ワットパフォーマンスのワーストは処理時間が特に長かったIntel 300。Core i3-14100や13100は論理コア数も少なく(SMT非対応)コア数が増え消費電力も増えた分しか性能が上がっていないため、ワットパフォーマンスとしてIntel 300と大差ない結果になった。Core i5-14600KのPerformance Modeは消費電力がムダに高いためワットパフォーマンスは18fpsを割り込んでしまうが、Baseline Modeを利用することでワットパフォーマンスは大幅に改善する。これはCore i5-13600Kについても同様だ。
Ryzen勢はIntel勢に比してワットパフォーマンスは優秀だが、特にRyzen 7 5700Xの値が突出して高い。処理時間は8分強と下から数えたほうが早いポジションだが、消費電力がRyzen 5 7600Xなどよりも抑えられているため、結果的に高評価となった。ただ処理時間も加味するとZen 5世代のRyzen 5 9600Xは消費電力も比較的小さい(CPU単体で平均118W)割に処理時間も短い(Ryzen勢の中では最速)という点は見逃せない。
ゲーム中の実消費電力
最後に今回検証したゲーム系ベンチ実施中に観測されたCPUの消費電力を比較しておこう。このデータはCapFrameXでフレームレートを計測している最中にPowenetics v2を通じて消費電力データを取得、それを平均値としてまとめたものだ。
コア数の多いCore i5-14600Kや13600K、Ryzen 9 5900Xの消費電力が多いのは当然だ。しかしCore i5-14600Kや13600Kでは、Performance ModeのほうがBaseline Modeよりも消費電力が大きいという結果に注目したい。

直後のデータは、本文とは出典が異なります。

//! Map metadata derived from HESPE image tables
//!
//! HESPE image files lack the coordinate keywords a map needs. They are
//! derived from the per-frame columns of the table (first row), the energy
//! band from the flare record and the timestamp in the filename.

use chrono::{DateTime, Utc};

use super::EnergyBand;
use crate::error::{HespeError, Result};
use crate::fits::{is_structural, FitsError, Header, Table, Value};
use crate::time::{format_date_obs, parse_date_obs};

/// Value of TELESCOP and INSTRUME for every HESPE map
pub const RHESSI: &str = "RHESSI";

/// Keywords owned by [`MapMeta`], in the order they are written
const ENRICHED_KEYWORDS: &[&str] = &[
    "ENERGY_L", "ENERGY_H", "TELESCOP", "INSTRUME", "CRVAL1", "CRVAL2", "NAXIS1", "NAXIS2",
    "CRPIX1", "CRPIX2", "CDELT1", "CDELT2", "DATE-OBS", "CTYPE1", "CTYPE2", "CROTA1", "CROTA2",
];

/// Immutable metadata of a RHESSI map.
///
/// `raw` keeps the descriptive cards of the source file that are not
/// replaced by the derived fields.
#[derive(Debug, Clone, PartialEq)]
pub struct MapMeta {
    pub energy: EnergyBand,
    pub telescope: String,
    pub instrument: String,
    /// Reference coordinate (map center) in CTYPE units
    pub crval1: f64,
    pub crval2: f64,
    pub naxis1: usize,
    pub naxis2: usize,
    /// Reference pixel, 1-based
    pub crpix1: f64,
    pub crpix2: f64,
    /// Pixel scale
    pub cdelt1: f64,
    pub cdelt2: f64,
    pub date_obs: DateTime<Utc>,
    pub ctype1: String,
    pub ctype2: String,
    /// Roll angle
    pub crota1: f64,
    pub crota2: f64,
    pub raw: Header,
}

fn first_value(table: &Table, column: &str) -> Result<f64> {
    match table.column_f64(column) {
        Ok(values) => values
            .first()
            .copied()
            .ok_or_else(|| HespeError::Shape("map table has no rows".to_string())),
        Err(FitsError::MissingColumn(name)) => Err(HespeError::MissingColumn(name)),
        Err(e) => Err(e.into()),
    }
}

fn first_text(table: &Table, column: &str) -> Result<String> {
    match table.column_text(column) {
        Ok(values) => values
            .into_iter()
            .next()
            .ok_or_else(|| HespeError::Shape("map table has no rows".to_string())),
        Err(FitsError::MissingColumn(name)) => Err(HespeError::MissingColumn(name)),
        Err(e) => Err(e.into()),
    }
}

fn descriptive_cards(header: &Header) -> Header {
    let mut raw = header.clone();
    raw.retain(|card| {
        let keyword = card.keyword_str();
        !card.is_blank() && !is_structural(keyword) && !ENRICHED_KEYWORDS.contains(&keyword)
    });
    raw
}

impl MapMeta {
    /// Derive map metadata from a HESPE image table.
    ///
    /// `shape` is the (rows, columns) shape of the image cell. The reference
    /// pixel is the image center; coordinates, scale, units and roll come
    /// from the first row of XC/YC, DX/DY, XUNITS/YUNITS and ROLL_ANGLE.
    /// Descriptive cards of the table header are carried over.
    pub fn derive(
        table: &Table,
        shape: (usize, usize),
        energy: EnergyBand,
        date_obs: DateTime<Utc>,
    ) -> Result<Self> {
        let (naxis2, naxis1) = shape;
        let roll = first_value(table, "ROLL_ANGLE")?;
        Ok(Self {
            energy,
            telescope: RHESSI.to_string(),
            instrument: RHESSI.to_string(),
            crval1: first_value(table, "XC")?,
            crval2: first_value(table, "YC")?,
            naxis1,
            naxis2,
            crpix1: (naxis1 as f64 + 1.0) / 2.0,
            crpix2: (naxis2 as f64 + 1.0) / 2.0,
            cdelt1: first_value(table, "DX")?,
            cdelt2: first_value(table, "DY")?,
            date_obs,
            ctype1: first_text(table, "XUNITS")?,
            ctype2: first_text(table, "YUNITS")?,
            crota1: roll,
            crota2: roll,
            raw: descriptive_cards(table.header()),
        })
    }

    /// Full header: carried-over cards followed by the derived keywords
    pub fn to_header(&self) -> Header {
        let mut header = self.raw.clone();
        let text = |s: &str| Value::String(s.to_string());
        header.set("ENERGY_L", Value::Float(self.energy.low));
        header.set("ENERGY_H", Value::Float(self.energy.high));
        header.set("TELESCOP", text(&self.telescope));
        header.set("INSTRUME", text(&self.instrument));
        header.set("CRVAL1", Value::Float(self.crval1));
        header.set("CRVAL2", Value::Float(self.crval2));
        header.set("NAXIS1", Value::Integer(self.naxis1 as i64));
        header.set("NAXIS2", Value::Integer(self.naxis2 as i64));
        header.set("CRPIX1", Value::Float(self.crpix1));
        header.set("CRPIX2", Value::Float(self.crpix2));
        header.set("CDELT1", Value::Float(self.cdelt1));
        header.set("CDELT2", Value::Float(self.cdelt2));
        header.set("DATE-OBS", Value::String(format_date_obs(self.date_obs)));
        header.set("CTYPE1", text(&self.ctype1));
        header.set("CTYPE2", text(&self.ctype2));
        header.set("CROTA1", Value::Float(self.crota1));
        header.set("CROTA2", Value::Float(self.crota2));
        header
    }

    /// Rebuild metadata from an enriched header, e.g. a cached map file.
    ///
    /// NAXIS1/NAXIS2 come from `shape` since FITS readers consume them as
    /// structural keywords.
    pub fn from_header(header: &Header, shape: (usize, usize)) -> Result<Self> {
        let float = |key: &str| {
            header
                .get_f64(key)
                .ok_or_else(|| FitsError::MissingKeyword(key.to_string()))
        };
        let text = |key: &str| {
            header
                .get_str(key)
                .map(str::to_string)
                .ok_or_else(|| FitsError::MissingKeyword(key.to_string()))
        };
        let (naxis2, naxis1) = shape;
        Ok(Self {
            energy: EnergyBand::new(float("ENERGY_L")?, float("ENERGY_H")?),
            telescope: text("TELESCOP")?,
            instrument: text("INSTRUME")?,
            crval1: float("CRVAL1")?,
            crval2: float("CRVAL2")?,
            naxis1,
            naxis2,
            crpix1: float("CRPIX1")?,
            crpix2: float("CRPIX2")?,
            cdelt1: float("CDELT1")?,
            cdelt2: float("CDELT2")?,
            date_obs: parse_date_obs(&text("DATE-OBS")?)?,
            ctype1: text("CTYPE1")?,
            ctype2: text("CTYPE2")?,
            crota1: float("CROTA1")?,
            crota2: float("CROTA2")?,
            raw: descriptive_cards(header),
        })
    }
}
//! Client for the HESPE solar flare database
//!
//! Resolves RHESSI flare events, fetches the image and light curve products
//! HESPE has computed for them, caches map files locally and turns them into
//! [`RhessiMap`], [`LightCurve`] and [`CompositeMap`] values.

mod cache;
mod client;
mod config;
mod error;
pub mod fits;
mod lightcurve;
pub mod map;
mod query;
pub mod time;
mod types;

pub use cache::{filename_for, FileCache};
pub use client::{rewrite_png_url, HespeClient};
pub use config::{
    HespeConfig, CACHE_SUBDIR, DOWNLOAD_DIR_ENV, EVENT_LIST_BASE_URL, FLARE_DATA_BASE_URL,
    IMAGE_DATABASE_BASE_URL,
};
pub use error::{HespeError, Result};
pub use lightcurve::{band_label, LightCurve};
pub use map::{
    group_maps_by_energy, Colormap, CompositeLayer, CompositeMap, EnergyBand, MapMeta, RhessiMap,
};
pub use query::{EventFilter, SortDirection};
pub use time::HESPE_TIME_TO_UNIX_TIME;
pub use types::{
    select_record, FlareDataRecord, FlareEventSummary, ImageAlgorithm, ImageProductDescriptor,
    IvsType, RayType,
};
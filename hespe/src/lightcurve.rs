//! RHESSI summary light curves
//!
//! A HESPE light curve file stores count rates in the primary image (one row
//! per sample, one column per energy band), the sample times in HESPE seconds
//! in HDU 1 and the band edges in HDU 2.

use chrono::{DateTime, Utc};
use ndarray::{Array2, ArrayView1};

use crate::error::{HespeError, Result};
use crate::fits::{FitsFile, HduKind};
use crate::time::hespe_time_to_utc;

/// Column label for an energy band, e.g. `"6 - 12 keV"`
pub fn band_label(low: f64, high: f64) -> String {
    format!("{low} - {high} keV")
}

/// Time-indexed count rates, one column per energy band
#[derive(Debug, Clone, PartialEq)]
pub struct LightCurve {
    times: Vec<DateTime<Utc>>,
    labels: Vec<String>,
    data: Array2<f64>,
}

impl LightCurve {
    /// `data` has one row per time and one column per label
    pub fn new(times: Vec<DateTime<Utc>>, labels: Vec<String>, data: Array2<f64>) -> Result<Self> {
        if data.dim() != (times.len(), labels.len()) {
            return Err(HespeError::Shape(format!(
                "data is {:?} for {} times and {} labels",
                data.dim(),
                times.len(),
                labels.len()
            )));
        }
        Ok(Self {
            times,
            labels,
            data,
        })
    }

    /// Decode a HESPE light curve file
    pub fn from_fits(file: &FitsFile) -> Result<Self> {
        let counts = file.image(0)?;
        let data = match counts.axes() {
            [n] => Array2::from_shape_vec((*n, 1), counts.values().to_vec())
                .map_err(|e| HespeError::Shape(e.to_string()))?,
            _ => counts.to_array2()?,
        };

        let times = first_column(file, 1)?
            .into_iter()
            .map(hespe_time_to_utc)
            .collect::<Result<Vec<_>>>()?;

        let labels = band_edges(file, 2)?
            .into_iter()
            .map(|(low, high)| band_label(low, high))
            .collect();

        Self::new(times, labels, data)
    }

    pub fn times(&self) -> &[DateTime<Utc>] {
        &self.times
    }

    pub fn labels(&self) -> &[String] {
        &self.labels
    }

    pub fn data(&self) -> &Array2<f64> {
        &self.data
    }

    /// Number of samples
    pub fn len(&self) -> usize {
        self.times.len()
    }

    pub fn is_empty(&self) -> bool {
        self.times.is_empty()
    }

    /// Count rates of one band
    pub fn column(&self, label: &str) -> Option<ArrayView1<'_, f64>> {
        let index = self.labels.iter().position(|l| l == label)?;
        Some(self.data.column(index))
    }

    /// First and last sample time
    pub fn time_range(&self) -> Option<(DateTime<Utc>, DateTime<Utc>)> {
        Some((*self.times.first()?, *self.times.last()?))
    }
}

/// Values of a one-dimensional image or the first table column
fn first_column(file: &FitsFile, index: usize) -> Result<Vec<f64>> {
    match file.kind(index)? {
        HduKind::Image => Ok(file.image(index)?.values().to_vec()),
        HduKind::Table => Ok(file.table(index)?.column_f64_at(0)?),
        HduKind::Empty => Err(HespeError::Shape("light curve time HDU is empty".to_string())),
    }
}

/// (low, high) pairs from an n x 2 image or the first two table columns
fn band_edges(file: &FitsFile, index: usize) -> Result<Vec<(f64, f64)>> {
    match file.kind(index)? {
        HduKind::Image => {
            let edges = file.image(index)?.to_array2()?;
            if edges.ncols() != 2 {
                return Err(HespeError::Shape(format!(
                    "band edges have {} columns",
                    edges.ncols()
                )));
            }
            Ok(edges.rows().into_iter().map(|row| (row[0], row[1])).collect())
        }
        HduKind::Table => {
            let table = file.table(index)?;
            let low = table.column_f64_at(0)?;
            let high = table.column_f64_at(1)?;
            Ok(low.into_iter().zip(high).collect())
        }
        HduKind::Empty => Err(HespeError::Shape("light curve band HDU is empty".to_string())),
    }
}
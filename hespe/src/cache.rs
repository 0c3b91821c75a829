//! On-disk cache of downloaded map files
//!
//! A cached file is named after the last path segment of its URL. Presence
//! of the file is the only validity check: HESPE never changes a product once
//! published, so there is no expiry and no invalidation.

use std::io::Write;
use std::path::{Path, PathBuf};

use log::debug;
use tempfile::NamedTempFile;

/// Last path segment of a URL
pub fn filename_for(url: &str) -> &str {
    match url.rfind('/') {
        Some(pos) => &url[pos + 1..],
        None => url,
    }
}

#[derive(Debug, Clone)]
pub struct FileCache {
    dir: PathBuf,
}

impl FileCache {
    pub fn new(dir: PathBuf) -> Self {
        Self { dir }
    }

    pub fn dir(&self) -> &Path {
        &self.dir
    }

    /// Create the cache directory.
    ///
    /// An existing directory is fine; anything else that prevents creation
    /// (permissions, a file in the way) is reported.
    pub fn ensure_dir(&self) -> std::io::Result<()> {
        match std::fs::create_dir_all(&self.dir) {
            Ok(()) => Ok(()),
            Err(e) if e.kind() == std::io::ErrorKind::AlreadyExists && self.dir.is_dir() => Ok(()),
            Err(e) => Err(e),
        }
    }

    /// Local path for a URL
    pub fn path_for(&self, url: &str) -> std::io::Result<PathBuf> {
        let filename = filename_for(url);
        if filename.is_empty() || filename == "." || filename == ".." {
            return Err(std::io::Error::new(
                std::io::ErrorKind::InvalidInput,
                format!("URL {url} does not name a file"),
            ));
        }
        Ok(self.dir.join(filename))
    }

    /// Whether a file for this URL is already on disk
    pub fn contains(&self, url: &str) -> bool {
        self.path_for(url).map(|p| p.is_file()).unwrap_or(false)
    }

    /// Write `bytes` as the cached copy of `url`.
    ///
    /// The file is written next to its final location and renamed into
    /// place, so readers never see a partial file. Concurrent writers of the
    /// same URL both succeed; the last rename wins.
    pub fn store(&self, url: &str, bytes: &[u8]) -> std::io::Result<PathBuf> {
        let path = self.path_for(url)?;
        self.ensure_dir()?;
        let mut tmp = NamedTempFile::new_in(&self.dir)?;
        tmp.write_all(bytes)?;
        tmp.flush()?;
        tmp.persist(&path).map_err(|e| e.error)?;
        debug!("cached {} at {}", url, path.display());
        Ok(path)
    }
}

HandBrake実行中の消費電力はBaseline Modeのほうが小さいのに、なぜゲームでは一様にBaseline Modeのほうが増えているのか? これを完璧に説明できるだけの材料は得られていないのだが、Baseline ModeにするとCPUのブーストと電力制限の綱引きが激し過ぎ、結果的にロスが大きくなった、と推測している。そしてこれは次回の記事のネタバレだが、同じ傾向が上位のK付きモデルでも再現できているので、このデータには一定の信頼性はあるようだ。
次回は実売価格50,000円より上のモデルで比較
以上で今回の検証は終了となる。実売50,000円より下の21モデルと絞った割には数値多めの老眼には見づらい記事になってしまったが、次回は50,000円より上の上位CPU26モデルでの比較となる。